Further, each of the one or more data inputs of a particular analytic may have an associated uncertainty. For example, a measured value may have an associated uncertainty based upon the hardware limitations of the measuring device. By specific example, a temperature sensor may measure a temperature with a particular degree of accuracy, such as ±5%. As such, the temperature measurement provided by the temperature sensor may have an uncertainty of ±5%. Furthermore, when this temperature measurement is used as a data input of a particular analytic, the one or more outputs of the particular analytic will also have a particular uncertainty. For models of complex systems, which may include networks of interconnected analytics, the uncertainty introduced by a particular data input may be propagated throughout the network of analytics, and may introduce uncertainty into the one or more outputs of the model.
BRIEF DESCRIPTIONIn an embodiment, a computer-implemented method includes receiving instructions to execute an analytic, wherein the instructions comprise one or more analytic inputs and a corresponding one or more uncertainty values, and wherein the analytic defines a continuous, monotonic mathematical function. The method includes executing the analytic using the one or more analytic inputs to determine one or more analytic outputs. The method also includes executing an uncertainty calculation to estimate one or more uncertainty outputs corresponding to the one or more analytic outputs, based, at least in part, on the one or more analytic inputs and the corresponding one or more uncertainty values. The method further includes providing the one or more analytic outputs as well as the corresponding one or more uncertainty outputs.
In another embodiment, a system includes a memory storing a plurality of instructions that include a network of analytic nodes, wherein each analytic node of the network of analytic nodes defines a mathematical function. The system further includes a processing component configured to execute the plurality of instructions, wherein the plurality of instructions, when executed by the processing component, cause acts to be performed. The acts include receiving an input value and a corresponding uncertainty value and determining an output value as the value of the mathematical function at the input value. The acts also include determining or approximating a partial derivative of the function at the input value and performing an uncertainty calculation to estimate an uncertainty of the output value based on the determined or approximated partial derivative and the uncertainty value. The acts further include providing the output value and the estimated uncertainty of the output value.
In another embodiment, a non-transitory, computer-readable medium includes one or more instructions executable by a processor of an electronic device.
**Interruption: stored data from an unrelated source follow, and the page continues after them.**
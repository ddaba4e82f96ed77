//! Handles the delivery of status-change events to notification channels.
//!
//! This module defines the concrete notifiers and the dispatcher that drives
//! them. It uses a publisher/subscriber model: the event pipeline publishes
//! [`StatusChangedEvent`](crate::core::StatusChangedEvent)s without being
//! aware of the specific notification implementations that are listening for
//! them. New channels implement the [`Notifier`](crate::core::Notifier) trait
//! and get wired up in [`crate::services`].

pub mod dispatcher;
pub mod logging;
pub mod mail;
pub mod webhook;

#[cfg(feature = "test-utils")]
pub mod test_utils;

use crate::core::InstanceId;
use crate::store::StoreError;
use crate::template::TemplateError;
use thiserror::Error;

/// Errors a notifier can surface for a single event.
///
/// A failing notifier never aborts the pipeline; the dispatcher logs the
/// error and carries on with the remaining channels.
#[derive(Error, Debug)]
pub enum NotifyError {
    /// The event references an instance the store does not know.
    #[error("instance {0} is not registered")]
    InstanceNotFound(InstanceId),

    #[error("instance lookup failed")]
    Store(#[from] StoreError),

    #[error("notification content could not be rendered")]
    Template(#[from] TemplateError),

    #[error("notification delivery failed: {0}")]
    Delivery(anyhow::Error),
}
The instructions include instructions to receive an input value and an uncertainty value and instructions to determine the output value of a mathematical function at the input value. The instructions include instructions to determine or approximate a partial derivative of the mathematical function at the input value and instructions to estimate an uncertainty of the output value based on the determined or approximated partial derivative and the uncertainty value. The instructions include instructions to provide the estimated uncertainty of the output value.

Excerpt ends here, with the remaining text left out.